Pride and Prejudice in the Dales.
Pornography was once an art form to be enjoyed exclusively in your own home, in private, away from prying eyes. Victorian sensibilities ensured that.
These days Pornography, at least the so-called ‘soft’ pornography is on sale and on view everywhere. So called historical dramas on our TVs – The Tudors, natch – turn out to be little more than an excuse to bring heaving, sweating, rutting bodies into our living rooms to be enjoyed in the company of grandma and our neighbours. Sex is a public sport, taught to our children at schools, and has even entered the field of political commentary, thanks to the semi-naked Mrs Bercow, who gave an interview to the Evening Standard full of sexual innuendo – and was amazed to find that this resulted in p-u-b-l-i-c-i-t-y, who’d a thought it eh?

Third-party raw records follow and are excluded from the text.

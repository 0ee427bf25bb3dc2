#![allow(dead_code)]

use byteorder::{BigEndian, WriteBytesExt};

type Endian = BigEndian;

pub fn init() {
    let _ = pretty_env_logger::try_init();
}

/// Assembles class files byte by byte. Pool entries are appended in call
/// order and each helper returns the index it was given.
pub struct ClassBuilder {
    pub major_version: u16,
    pool: Vec<u8>,
    slots: u16,
    pub access_flags: u16,
    pub this_class: u16,
    pub super_class: u16,
    interfaces: Vec<u16>,
    fields: Vec<Vec<u8>>,
    methods: Vec<Vec<u8>>,
    attributes: Vec<Vec<u8>>,
}

impl ClassBuilder {
    pub fn new() -> Self {
        Self {
            major_version: 52,
            pool: Vec::new(),
            slots: 0,
            access_flags: 0x0021,
            this_class: 0,
            super_class: 0,
            interfaces: Vec::new(),
            fields: Vec::new(),
            methods: Vec::new(),
            attributes: Vec::new(),
        }
    }

    /// A public class `name` extending `java/lang/Object`.
    pub fn class_named(name: &str) -> Self {
        let mut builder = Self::new();
        builder.this_class = builder.class(name);
        builder.super_class = builder.class("java/lang/Object");
        builder
    }

    pub fn entry(&mut self, tag: u8, payload: &[u8]) -> u16 {
        let index = self.slots + 1;
        self.pool.push(tag);
        self.pool.extend_from_slice(payload);
        self.slots += if tag == 5 || tag == 6 { 2 } else { 1 };
        index
    }

    pub fn utf8(&mut self, s: &str) -> u16 {
        let mut payload = Vec::new();
        payload.write_u16::<Endian>(s.len() as u16).unwrap();
        payload.extend_from_slice(s.as_bytes());
        self.entry(1, &payload)
    }

    pub fn integer(&mut self, value: i32) -> u16 {
        self.entry(3, &value.to_be_bytes())
    }

    pub fn long(&mut self, value: i64) -> u16 {
        self.entry(5, &value.to_be_bytes())
    }

    pub fn double(&mut self, value: f64) -> u16 {
        self.entry(6, &value.to_bits().to_be_bytes())
    }

    pub fn class(&mut self, name: &str) -> u16 {
        let name_index = self.utf8(name);
        self.entry(7, &name_index.to_be_bytes())
    }

    pub fn string(&mut self, s: &str) -> u16 {
        let string_index = self.utf8(s);
        self.entry(8, &string_index.to_be_bytes())
    }

    pub fn name_and_type(&mut self, name: &str, descriptor: &str) -> u16 {
        let name_index = self.utf8(name);
        let descriptor_index = self.utf8(descriptor);
        self.entry(12, &pair(name_index, descriptor_index))
    }

    pub fn field_ref(&mut self, class_index: u16, name_and_type_index: u16) -> u16 {
        self.entry(9, &pair(class_index, name_and_type_index))
    }

    pub fn method_ref(&mut self, class_index: u16, name_and_type_index: u16) -> u16 {
        self.entry(10, &pair(class_index, name_and_type_index))
    }

    pub fn interface(&mut self, index: u16) -> &mut Self {
        self.interfaces.push(index);
        self
    }

    pub fn field(&mut self, access_flags: u16, name: &str, descriptor: &str) -> &mut Self {
        let member = self.member(access_flags, name, descriptor, &[]);
        self.fields.push(member);
        self
    }

    pub fn method(
        &mut self,
        access_flags: u16,
        name: &str,
        descriptor: &str,
        attributes: &[Vec<u8>],
    ) -> &mut Self {
        let member = self.member(access_flags, name, descriptor, attributes);
        self.methods.push(member);
        self
    }

    pub fn class_attribute(&mut self, attribute: Vec<u8>) -> &mut Self {
        self.attributes.push(attribute);
        self
    }

    /// A `Code` attribute holding `code` and no nested attributes.
    pub fn code(&mut self, code: &[u8]) -> Vec<u8> {
        let name_index = self.utf8("Code");
        let mut info = Vec::new();
        info.write_u16::<Endian>(1).unwrap();
        info.write_u16::<Endian>(1).unwrap();
        info.write_u32::<Endian>(code.len() as u32).unwrap();
        info.extend_from_slice(code);
        info.write_u16::<Endian>(0).unwrap();
        info.write_u16::<Endian>(0).unwrap();
        attribute(name_index, &info)
    }

    fn member(
        &mut self,
        access_flags: u16,
        name: &str,
        descriptor: &str,
        attributes: &[Vec<u8>],
    ) -> Vec<u8> {
        let name_index = self.utf8(name);
        let descriptor_index = self.utf8(descriptor);

        let mut member = Vec::new();
        member.write_u16::<Endian>(access_flags).unwrap();
        member.write_u16::<Endian>(name_index).unwrap();
        member.write_u16::<Endian>(descriptor_index).unwrap();
        write_table(&mut member, attributes);
        member
    }

    /// Offset of the first byte after the constant pool.
    pub fn pool_end(&self) -> usize {
        10 + self.pool.len()
    }

    pub fn build(&self) -> Vec<u8> {
        let mut buf = Vec::new();
        buf.write_u32::<Endian>(0xCAFEBABE).unwrap();
        buf.write_u16::<Endian>(0).unwrap();
        buf.write_u16::<Endian>(self.major_version).unwrap();
        buf.write_u16::<Endian>(self.slots + 1).unwrap();
        buf.extend_from_slice(&self.pool);
        buf.write_u16::<Endian>(self.access_flags).unwrap();
        buf.write_u16::<Endian>(self.this_class).unwrap();
        buf.write_u16::<Endian>(self.super_class).unwrap();
        buf.write_u16::<Endian>(self.interfaces.len() as u16).unwrap();
        for &interface in &self.interfaces {
            buf.write_u16::<Endian>(interface).unwrap();
        }
        write_table(&mut buf, &self.fields);
        write_table(&mut buf, &self.methods);
        write_table(&mut buf, &self.attributes);
        buf
    }
}

pub fn attribute(name_index: u16, info: &[u8]) -> Vec<u8> {
    let mut attribute = Vec::new();
    attribute.write_u16::<Endian>(name_index).unwrap();
    attribute.write_u32::<Endian>(info.len() as u32).unwrap();
    attribute.extend_from_slice(info);
    attribute
}

fn pair(a: u16, b: u16) -> [u8; 4] {
    let [a0, a1] = a.to_be_bytes();
    let [b0, b1] = b.to_be_bytes();
    [a0, a1, b0, b1]
}

fn write_table(buf: &mut Vec<u8>, records: &[Vec<u8>]) {
    buf.write_u16::<Endian>(records.len() as u16).unwrap();
    for record in records {
        buf.extend_from_slice(record);
    }
}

However, as soft porn is enjoying its day in the limelight, so the art of being judgemental is forced into the shadows, handicapped by the assumption that it can only be a negative attribute. The 11-plus abolished – so judgemental of children who fail, competitive sports – so judgemental of children who don’t win, public comment of everything from the Holocaust to mental illness is discouraged and castigated. The act of being judgemental is considered politically incorrect, and must be stamped upon at every opportunity.
Yet whilst this happens, we are increasingly encouraged to be judgemental within the privacy of our own homes. Television, piped into our private homes, away from prying eyes, has become a continuous stream of carefully contrived opportunities to be judgemental. Nay, it is required of us. £1 a minute phone lines are the essential accompaniment to every reality show, that we might express our criticism of our fellow man in safely anonymous and hugely profitable format.

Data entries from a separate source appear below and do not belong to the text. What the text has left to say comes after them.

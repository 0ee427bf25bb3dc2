use thiserror::Error;

use crate::{diagnostics::Section, reader::ReadError};

/// Problems that leave nothing worth returning. Everything else is recorded
/// in [`crate::Diagnostics`].
#[derive(Error, Debug, Clone, PartialEq, Eq)]
pub enum ClassFileError {
    #[error("Invalid magic identifier: 0x{0:X}")]
    InvalidMagicIdentifier(u32),
    #[error("Truncated {section}: {source}")]
    Truncated {
        section: Section,
        #[source]
        source: ReadError,
    },
    #[error("Invalid cp info tag {tag} for entry #{index} at offset {offset}")]
    InvalidCpInfoTag { tag: u8, index: u16, offset: usize },
}

impl ClassFileError {
    /// Byte offset the error refers to.
    pub fn offset(&self) -> usize {
        match self {
            ClassFileError::InvalidMagicIdentifier(_) => 0,
            ClassFileError::Truncated {
                source: ReadError::UnexpectedEndOfData { offset, .. },
                ..
            } => *offset,
            ClassFileError::InvalidCpInfoTag { offset, .. } => *offset,
        }
    }
}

The latest show to employ this format is ‘Love Thy Neighbour’, whereby Channel 4 purchased a £300,000 house in Grassington which will be awarded to one of 12 couples selected by them.
When you live in a small village, irrespective of whether you buy or rent, you are essentially agreeing to live your life out on a small stage. Your every waking moment outside your front door will be viewed – and commented on – by the same 4 or 500 people every day. Given such a limited pool of subject matter, you can be sure that it doesn’t take a lot for any unusual attributes to be singled out for excessive comment. If you are the only transvestite in the village, and given that transvestism holds a damn sight more conversation possibilities than fertiliser, especially when you have exhausted every ‘fertiliser’ angle over the past 50 years with the same faces in the one pub, you will be the subject of conversation in quite probably nine out of ten conversations.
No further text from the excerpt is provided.